Wild Birds Unlimited is in a fortunate position, says Perkinson, because it sells a line of products that “doesn’t go out of style” and franchisees are turning their bird food inventory 52 weeks a year.

“Jim is always focused on finding the best products for the birds and finding ways to sell it,” she says, the latter of which is what prompted Carpenter and the rest of the executive team to start talking with WBU’s franchise advisory council and owners across the system about launching an omnichannel initiative that connects brick and mortar stores to an online shopping experience.

They’re a year-and-a-half into the rollout, with about 120 stores online, and Carpenter says the system “duplicates the customer’s visit to your store in every way possible.”

Carpenter, who’s also still the franchise owner of the original store he opened 38 years ago in Indianapolis, says the platform was developed to allow for local pricing and delivery or pickup from each individual store. There’s no giant warehouse and everything a franchisee sells online “is as if the customer walked into their store,” he says. “We set it up almost the opposite of how every other retailer would have done it.”

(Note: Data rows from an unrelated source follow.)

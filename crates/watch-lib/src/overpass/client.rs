//! HTTP client for the Overpass API
//!
//! Sends the place query as a form-encoded POST and retries transient
//! failures (timeouts, 429, 5xx) with exponential backoff.

use std::collections::{BTreeMap, HashMap};
use std::time::Duration;

use reqwest::Client;
use serde::Deserialize;
use tracing::{debug, warn};
use url::Url;

use super::query::{build_query, PlaceFilter, SearchArea};
use super::{async_trait, PlaceSource};
use crate::error::{Result, WatchError};
use crate::models::{ElementKind, Place, PlaceId};

/// Name used for places without a `name` tag
const UNKNOWN_NAME: &str = "Unknown";

/// Remark prefix Overpass uses when a query was cut short
const RUNTIME_ERROR_REMARK: &str = "runtime error";

/// Configuration for the Overpass client
#[derive(Debug, Clone)]
pub struct OverpassConfig {
    /// Interpreter endpoint
    pub endpoint: String,
    /// HTTP request timeout
    pub request_timeout: Duration,
    /// Server-side query timeout passed in the query header
    pub query_timeout_secs: u64,
    /// Retries after the first attempt for transient failures
    pub max_retries: u32,
    /// Initial backoff between retries
    pub initial_backoff: Duration,
    /// Maximum backoff between retries
    pub max_backoff: Duration,
}

impl Default for OverpassConfig {
    fn default() -> Self {
        Self {
            endpoint: "http://overpass-api.de/api/interpreter".to_string(),
            request_timeout: Duration::from_secs(30),
            query_timeout_secs: 25,
            max_retries: 2,
            initial_backoff: Duration::from_secs(2),
            max_backoff: Duration::from_secs(60),
        }
    }
}

/// Raw Overpass JSON response
#[derive(Debug, Clone, Deserialize)]
pub struct OverpassResponse {
    #[serde(default)]
    pub elements: Vec<OverpassElement>,
    /// Set by the server when the query hit a timeout or memory limit
    #[serde(default)]
    pub remark: Option<String>,
}

#[derive(Debug, Clone, Deserialize)]
pub struct OverpassElement {
    #[serde(rename = "type")]
    pub kind: String,
    pub id: i64,
    pub lat: Option<f64>,
    pub lon: Option<f64>,
    /// Present for ways and relations with `out center`
    pub center: Option<Center>,
    #[serde(default)]
    pub tags: HashMap<String, String>,
}

#[derive(Debug, Clone, Copy, Deserialize)]
pub struct Center {
    pub lat: f64,
    pub lon: f64,
}

impl OverpassResponse {
    /// Convert elements into places, keeping the last element seen per id
    pub fn into_places(self) -> Vec<Place> {
        let mut unique: BTreeMap<PlaceId, Place> = BTreeMap::new();

        for element in self.elements {
            let kind = match element.kind.as_str() {
                "node" => ElementKind::Node,
                "way" => ElementKind::Way,
                "relation" => ElementKind::Relation,
                other => {
                    debug!(kind = %other, id = element.id, "Skipping unsupported element");
                    continue;
                }
            };

            let id = PlaceId::new(kind, element.id);
            let (latitude, longitude) = match (element.lat, element.lon, element.center) {
                (Some(lat), Some(lon), _) => (Some(lat), Some(lon)),
                (_, _, Some(center)) => (Some(center.lat), Some(center.lon)),
                _ => (None, None),
            };
            let name = element
                .tags
                .get("name")
                .cloned()
                .unwrap_or_else(|| UNKNOWN_NAME.to_string());

            unique.insert(
                id,
                Place {
                    id,
                    latitude,
                    longitude,
                    name,
                },
            );
        }

        unique.into_values().collect()
    }
}

/// Overpass API client for a fixed search area and filter
pub struct OverpassClient {
    client: Client,
    endpoint: Url,
    query: String,
    config: OverpassConfig,
}

impl OverpassClient {
    /// Create a new client; the query is built once up front
    pub fn new(config: OverpassConfig, area: SearchArea, filter: PlaceFilter) -> Result<Self> {
        let client = Client::builder()
            .timeout(config.request_timeout)
            .user_agent(concat!("pizza-watch/", env!("CARGO_PKG_VERSION")))
            .build()?;

        let endpoint = Url::parse(&config.endpoint)?;
        let query = build_query(&area, &filter, config.query_timeout_secs);

        Ok(Self {
            client,
            endpoint,
            query,
            config,
        })
    }

    /// Create a client with default configuration
    pub fn with_defaults(area: SearchArea, filter: PlaceFilter) -> Result<Self> {
        Self::new(OverpassConfig::default(), area, filter)
    }

    pub fn endpoint(&self) -> &Url {
        &self.endpoint
    }

    pub fn query(&self) -> &str {
        &self.query
    }

    /// Run the query once without retrying
    async fn request_once(&self) -> Result<Vec<Place>> {
        let response = self
            .client
            .post(self.endpoint.clone())
            .form(&[("data", self.query.as_str())])
            .send()
            .await?;

        let status = response.status();
        if !status.is_success() {
            let body = response.text().await.unwrap_or_default();
            return Err(WatchError::Status {
                service: "Overpass API",
                status: status.as_u16(),
                body,
            });
        }

        let body = response.text().await?;
        let parsed: OverpassResponse = serde_json::from_str(&body)?;

        // Elements are partial or missing when the query was aborted
        if let Some(remark) = parsed
            .remark
            .as_deref()
            .filter(|r| r.trim_start().starts_with(RUNTIME_ERROR_REMARK))
        {
            return Err(WatchError::Remark(remark.to_string()));
        }

        Ok(parsed.into_places())
    }
}

#[async_trait]
impl PlaceSource for OverpassClient {
    async fn fetch_places(&self) -> Result<Vec<Place>> {
        let mut backoff = self.config.initial_backoff;
        let mut attempt = 0u32;

        loop {
            match self.request_once().await {
                Ok(places) => {
                    debug!(places = places.len(), attempt, "Overpass query succeeded");
                    return Ok(places);
                }
                Err(e) if e.is_transient() && attempt < self.config.max_retries => {
                    attempt += 1;
                    warn!(
                        error = %e,
                        attempt,
                        backoff_ms = backoff.as_millis() as u64,
                        "Overpass request failed, retrying"
                    );
                    tokio::time::sleep(backoff).await;
                    backoff = next_backoff(backoff, self.config.max_backoff);
                }
                Err(e) => return Err(e),
            }
        }
    }
}

fn next_backoff(current: Duration, max: Duration) -> Duration {
    std::cmp::min(current * 2, max)
}

#[cfg(test)]
mod tests {
    use super::*;
    use mockito::Matcher;

    const BODY: &str = r#"{
        "version": 0.6,
        "elements": [
            {"type": "node", "id": 1, "lat": 38.87, "lon": -77.05, "tags": {"name": "Pizza One", "cuisine": "pizza"}},
            {"type": "node", "id": 1, "lat": 38.87, "lon": -77.05, "tags": {"name": "Pizza One", "cuisine": "pizza"}},
            {"type": "way", "id": 1, "center": {"lat": 38.88, "lon": -77.06}, "tags": {"cuisine": "pizza"}},
            {"type": "area", "id": 9}
        ]
    }"#;

    fn test_config(endpoint: String) -> OverpassConfig {
        OverpassConfig {
            endpoint,
            request_timeout: Duration::from_secs(5),
            initial_backoff: Duration::from_millis(1),
            max_backoff: Duration::from_millis(4),
            ..Default::default()
        }
    }

    #[test]
    fn test_into_places_dedups_by_kind_and_id() {
        let response: OverpassResponse = serde_json::from_str(BODY).unwrap();
        let places = response.into_places();

        assert_eq!(places.len(), 2);
        assert_eq!(places[0].id.to_string(), "node/1");
        assert_eq!(places[0].name, "Pizza One");
        assert_eq!(places[1].id.to_string(), "way/1");
        assert_eq!(places[1].name, UNKNOWN_NAME);
        assert_eq!(places[1].latitude, Some(38.88));
    }

    #[test]
    fn test_empty_response() {
        let response: OverpassResponse = serde_json::from_str("{}").unwrap();
        assert!(response.into_places().is_empty());
    }

    #[test]
    fn test_next_backoff_is_capped() {
        let max = Duration::from_secs(60);
        assert_eq!(next_backoff(Duration::from_secs(2), max), Duration::from_secs(4));
        assert_eq!(next_backoff(Duration::from_secs(40), max), max);
    }

    #[test]
    fn test_invalid_endpoint() {
        let config = test_config("not a url".to_string());
        let result = OverpassClient::new(config, SearchArea::default(), PlaceFilter::default());
        assert!(matches!(result, Err(WatchError::InvalidUrl(_))));
    }

    #[tokio::test]
    async fn test_fetch_places_posts_query() {
        let mut server = mockito::Server::new_async().await;
        let mock = server
            .mock("POST", "/api/interpreter")
            .match_header("content-type", "application/x-www-form-urlencoded")
            .match_body(Matcher::Regex("^data=".to_string()))
            .with_status(200)
            .with_header("content-type", "application/json")
            .with_body(BODY)
            .create_async()
            .await;

        let client = OverpassClient::new(
            test_config(format!("{}/api/interpreter", server.url())),
            SearchArea::default(),
            PlaceFilter::default(),
        )
        .unwrap();

        let places = client.fetch_places().await.unwrap();
        assert_eq!(places.len(), 2);
        mock.assert_async().await;
    }

    #[tokio::test]
    async fn test_fetch_places_retries_rate_limit() {
        let mut server = mockito::Server::new_async().await;
        let mock = server
            .mock("POST", "/api/interpreter")
            .with_status(429)
            .with_body("rate limited")
            .expect(3)
            .create_async()
            .await;

        let client = OverpassClient::new(
            test_config(format!("{}/api/interpreter", server.url())),
            SearchArea::default(),
            PlaceFilter::default(),
        )
        .unwrap();

        let err = client.fetch_places().await.unwrap_err();
        assert!(matches!(err, WatchError::Status { status: 429, .. }));
        mock.assert_async().await;
    }

    #[tokio::test]
    async fn test_fetch_places_does_not_retry_bad_request() {
        let mut server = mockito::Server::new_async().await;
        let mock = server
            .mock("POST", "/api/interpreter")
            .with_status(400)
            .with_body("parse error")
            .expect(1)
            .create_async()
            .await;

        let client = OverpassClient::new(
            test_config(format!("{}/api/interpreter", server.url())),
            SearchArea::default(),
            PlaceFilter::default(),
        )
        .unwrap();

        let err = client.fetch_places().await.unwrap_err();
        assert!(matches!(err, WatchError::Status { status: 400, .. }));
        mock.assert_async().await;
    }

    #[tokio::test]
    async fn test_fetch_places_recovers_after_server_error() {
        let mut server = mockito::Server::new_async().await;
        let unavailable = server
            .mock("POST", "/api/interpreter")
            .with_status(503)
            .with_body("dispatcher busy")
            .expect(1)
            .create_async()
            .await;
        let ok = server
            .mock("POST", "/api/interpreter")
            .with_status(200)
            .with_header("content-type", "application/json")
            .with_body(BODY)
            .expect(1)
            .create_async()
            .await;

        let client = OverpassClient::new(
            test_config(format!("{}/api/interpreter", server.url())),
            SearchArea::default(),
            PlaceFilter::default(),
        )
        .unwrap();

        let places = client.fetch_places().await.unwrap();
        assert_eq!(places.len(), 2);
        unavailable.assert_async().await;
        ok.assert_async().await;
    }

    #[tokio::test]
    async fn test_fetch_places_retries_connection_errors() {
        // Nothing listens on port 1
        let client = OverpassClient::new(
            test_config("http://127.0.0.1:1/api/interpreter".to_string()),
            SearchArea::default(),
            PlaceFilter::default(),
        )
        .unwrap();

        let err = client.fetch_places().await.unwrap_err();
        assert!(matches!(err, WatchError::Http(_)));
        assert!(err.is_transient());
    }

    #[tokio::test]
    async fn test_fetch_places_treats_runtime_remark_as_failure() {
        let mut server = mockito::Server::new_async().await;
        let mock = server
            .mock("POST", "/api/interpreter")
            .with_status(200)
            .with_header("content-type", "application/json")
            .with_body(
                r#"{"elements": [], "remark": "runtime error: Query timed out in \"query\" at line 3 after 26 seconds."}"#,
            )
            .expect(3)
            .create_async()
            .await;

        let client = OverpassClient::new(
            test_config(format!("{}/api/interpreter", server.url())),
            SearchArea::default(),
            PlaceFilter::default(),
        )
        .unwrap();

        let err = client.fetch_places().await.unwrap_err();
        match err {
            WatchError::Remark(remark) => assert!(remark.contains("timed out")),
            other => panic!("expected a remark error, got {other:?}"),
        }
        mock.assert_async().await;
    }

    #[test]
    fn test_other_remarks_keep_elements() {
        let response: OverpassResponse = serde_json::from_str(
            r#"{"elements": [{"type": "node", "id": 5, "lat": 1.0, "lon": 2.0}], "remark": "note: results truncated"}"#,
        )
        .unwrap();
        assert_eq!(response.remark.as_deref(), Some("note: results truncated"));
        assert_eq!(response.into_places().len(), 1);
    }

    #[tokio::test]
    async fn test_fetch_places_rejects_malformed_json() {
        let mut server = mockito::Server::new_async().await;
        let _mock = server
            .mock("POST", "/api/interpreter")
            .with_status(200)
            .with_body("<html>busy</html>")
            .create_async()
            .await;

        let client = OverpassClient::new(
            test_config(format!("{}/api/interpreter", server.url())),
            SearchArea::default(),
            PlaceFilter::default(),
        )
        .unwrap();

        let err = client.fetch_places().await.unwrap_err();
        assert!(matches!(err, WatchError::Decode(_)));
    }
}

But that’s what franchisees wanted, notes Director of Retail Operations Amy Moore, another long-tenured executive who’s been with Wild Birds for 25 years.

“Our owners truly develop a relationship with their customers,” she says, and while that face-to-face store interaction is valued, “we know we need to be available to them 24/7 and when it is convenient for them to shop.”

The online component is just one part of the overall customer experience, which WBU is working to enhance in order to attract and retain customer loyalty in a competitive retail environment. Its Daily Savings Club rewards customers with discounts and services, says Moore, and the brand recently unveiled its FeederScaping service.

“We offer on-site consultations to assist customers with outfitting their yards with high quality birdfeeding setups to attract birds most suited for their neighborhoods and habitats,” explains Moore of what’s also an additional revenue opportunity for franchisees.

As a 100 percent franchised system, Wild Birds Unlimited’s success is truly tied to the growth and profitability of its franchisees, notes Carpenter, and a focus on them is ingrained in every aspect of the business. Even “the bonus system around here is based not on how the franchisor does but how our franchisees do,” he says.

Those franchisees continue to sell a ton of birdseed. From 2013 to 2017 WBU grew systemwide sales 14.4 percent to $159 million, putting the brand at No. 267 on the Franchise Times Top 200+.

Carpenter, though, knows “being a retailer is just going to get more complex,” and he says one of his goals is to get every franchisee to understand “no matter how good you think it is, it’s never as good as it could be.” He views franchisees and their teams as WBU’s “unassailable competitive strength,” with the next step being to use the “power of the system to win in retail.”

Isn’t there some saying about birds of a feather growing their bottom lines together?